Joelma is the one who made and built the choreography of Banda Calypso, while still participating in the band. She is known for her soft voice, high-heeled boots, move hair, and the ability to sing and dance at the same time. She has won countless awards for her performance as a vocalist for the band Calypso, and has been considered by four times one of the sexiest women in the world by VIP magazine. The band totaled 21 official albums, having sold more than 15 million copies in Brazil and abroad.

==== Disbandment ====
After her separation from ex-husband Ximbinha, Joelma announced in the Programa da Sabrina, which aired on August 29, 2015, that she would disconnect from the
Banda Calypso in December and would follow a solo career, with the same rhythm that gave her notoriety.

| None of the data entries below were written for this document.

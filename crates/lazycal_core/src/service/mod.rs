//! Core use-case services.
//!
//! # Responsibility
//! - Orchestrate slot persistence for the event store.
//! - Translate widget intents into store mutations.

pub mod bridge;
pub mod persistence;
//! UI-facing bindings for LazyCal core.

pub mod api;
//! Per-field status and its render model

use serde::{Deserialize, Serialize};

/// Class toggled on a field whose value passes its rule.
pub const CLASS_VALID: &str = "is-valid";
/// Class toggled on a field whose value fails its rule.
pub const CLASS_INVALID: &str = "is-invalid";
/// Icon glyph for a valid field.
pub const ICON_VALID: &str = "✓";
/// Icon glyph for an invalid field.
pub const ICON_INVALID: &str = "✕";
/// Icon color for a valid field.
pub const COLOR_VALID: &str = "#10b981";
/// Icon color for an invalid field.
pub const COLOR_INVALID: &str = "#ef4444";

/// Derived status of one field. Pure function of the field's current value
/// and identity; recomputed on every event, never cached.
#[derive(Debug, Clone, Copy, PartialEq, Eq, Serialize, Deserialize)]
#[serde(rename_all = "lowercase")]
pub enum FieldStatus {
    /// Empty value: no judgement either way.
    Neutral,
    Valid,
    Invalid,
}

impl FieldStatus {
    /// Status for a value given its raw rule result. Empty values are always
    /// neutral, whatever the rule would say.
    pub fn from_value(value: &str, rule_ok: bool) -> Self {
        if value.is_empty() {
            FieldStatus::Neutral
        } else if rule_ok {
            FieldStatus::Valid
        } else {
            FieldStatus::Invalid
        }
    }
}

/// Render model for one field's status: everything a view layer needs to
/// paint the field and its icon, with no rule evaluation of its own.
#[derive(Debug, Clone, Copy, PartialEq, Eq, Serialize)]
#[serde(rename_all = "camelCase")]
pub struct StatusView {
    pub status: FieldStatus,
    /// Class to put on the field, if any.
    pub css_class: Option<&'static str>,
    /// Icon glyph, empty for neutral.
    pub icon: &'static str,
    /// Icon color, if any.
    pub color: Option<&'static str>,
}

impl StatusView {
    pub fn of(status: FieldStatus) -> Self {
        match status {
            FieldStatus::Neutral => Self {
                status,
                css_class: None,
                icon: "",
                color: None,
            },
            FieldStatus::Valid => Self {
                status,
                css_class: Some(CLASS_VALID),
                icon: ICON_VALID,
                color: Some(COLOR_VALID),
            },
            FieldStatus::Invalid => Self {
                status,
                css_class: Some(CLASS_INVALID),
                icon: ICON_INVALID,
                color: Some(COLOR_INVALID),
            },
        }
    }
}
//! Simple selector matching
//!
//! Covers the grammar the validation engine's selection contract needs:
//! an optional tag name, any number of `.class` qualifiers, and one
//! `[attr="value"]` qualifier. Combinators, pseudo-classes and id selectors
//! are out of scope and rejected as unsupported.

use crate::{Document, DomError, NodeId, Result};

/// A parsed simple selector, e.g. `form.needs-validation` or
/// `button[type="submit"]`.
#[derive(Debug, Clone, PartialEq, Eq)]
pub struct Selector {
    tag: Option<String>,
    classes: Vec<String>,
    attr: Option<(String, String)>,
}

impl Selector {
    pub fn parse(input: &str) -> Result<Self> {
        let unsupported = || DomError::UnsupportedSelector(input.to_string());
        let trimmed = input.trim();
        if trimmed.is_empty() || trimmed.chars().any(char::is_whitespace) {
            return Err(unsupported());
        }

        let mut tag = None;
        let mut classes = Vec::new();
        let mut attr = None;
        let mut rest = trimmed;

        let tag_end = rest.find(['.', '[']).unwrap_or(rest.len());
        if tag_end > 0 {
            let candidate = &rest[..tag_end];
            if !candidate.chars().all(|c| c.is_ascii_alphanumeric() || c == '-') {
                return Err(unsupported());
            }
            tag = Some(candidate.to_ascii_lowercase());
            rest = &rest[tag_end..];
        }

        while let Some(stripped) = rest.strip_prefix('.') {
            let end = stripped.find(['.', '[']).unwrap_or(stripped.len());
            if end == 0 {
                return Err(unsupported());
            }
            classes.push(stripped[..end].to_string());
            rest = &stripped[end..];
        }

        if let Some(stripped) = rest.strip_prefix('[') {
            let body = stripped.strip_suffix(']').ok_or_else(unsupported)?;
            let (name, value) = body.split_once('=').ok_or_else(unsupported)?;
            let value = value
                .strip_prefix('"')
                .and_then(|v| v.strip_suffix('"'))
                .unwrap_or(value);
            if name.is_empty() {
                return Err(unsupported());
            }
            attr = Some((name.to_ascii_lowercase(), value.to_string()));
            rest = "";
        }

        if !rest.is_empty() {
            return Err(unsupported());
        }
        if tag.is_none() && classes.is_empty() && attr.is_none() {
            return Err(unsupported());
        }

        Ok(Self { tag, classes, attr })
    }

    pub(crate) fn matches(&self, doc: &Document, node: NodeId) -> bool {
        let Some(element) = doc.element(node) else {
            return false;
        };
        if let Some(tag) = &self.tag {
            if !element.tag().eq_ignore_ascii_case(tag) {
                return false;
            }
        }
        for class in &self.classes {
            if !doc.has_class(node, class) {
                return false;
            }
        }
        if let Some((name, value)) = &self.attr {
            if doc.attr(node, name) != Some(value.as_str()) {
                return false;
            }
        }
        true
    }
}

I'll stay at Calypso by the end of the year. I'll let the Calypso and I will follow my solo career, but in the same style of Calypso.
— says Joelma.

Sites speculated that she could pursue a gospel career, but the singer made it clear that she wanted to keep up with the rhythm that enshrined her on the world stage. In a presentation in Goiânia, on August 28, the singer thanked the fans for their support and reinforced her departure from the band with a final commitment on December 31, and then, she would begin to "serve God" singing at the same pace.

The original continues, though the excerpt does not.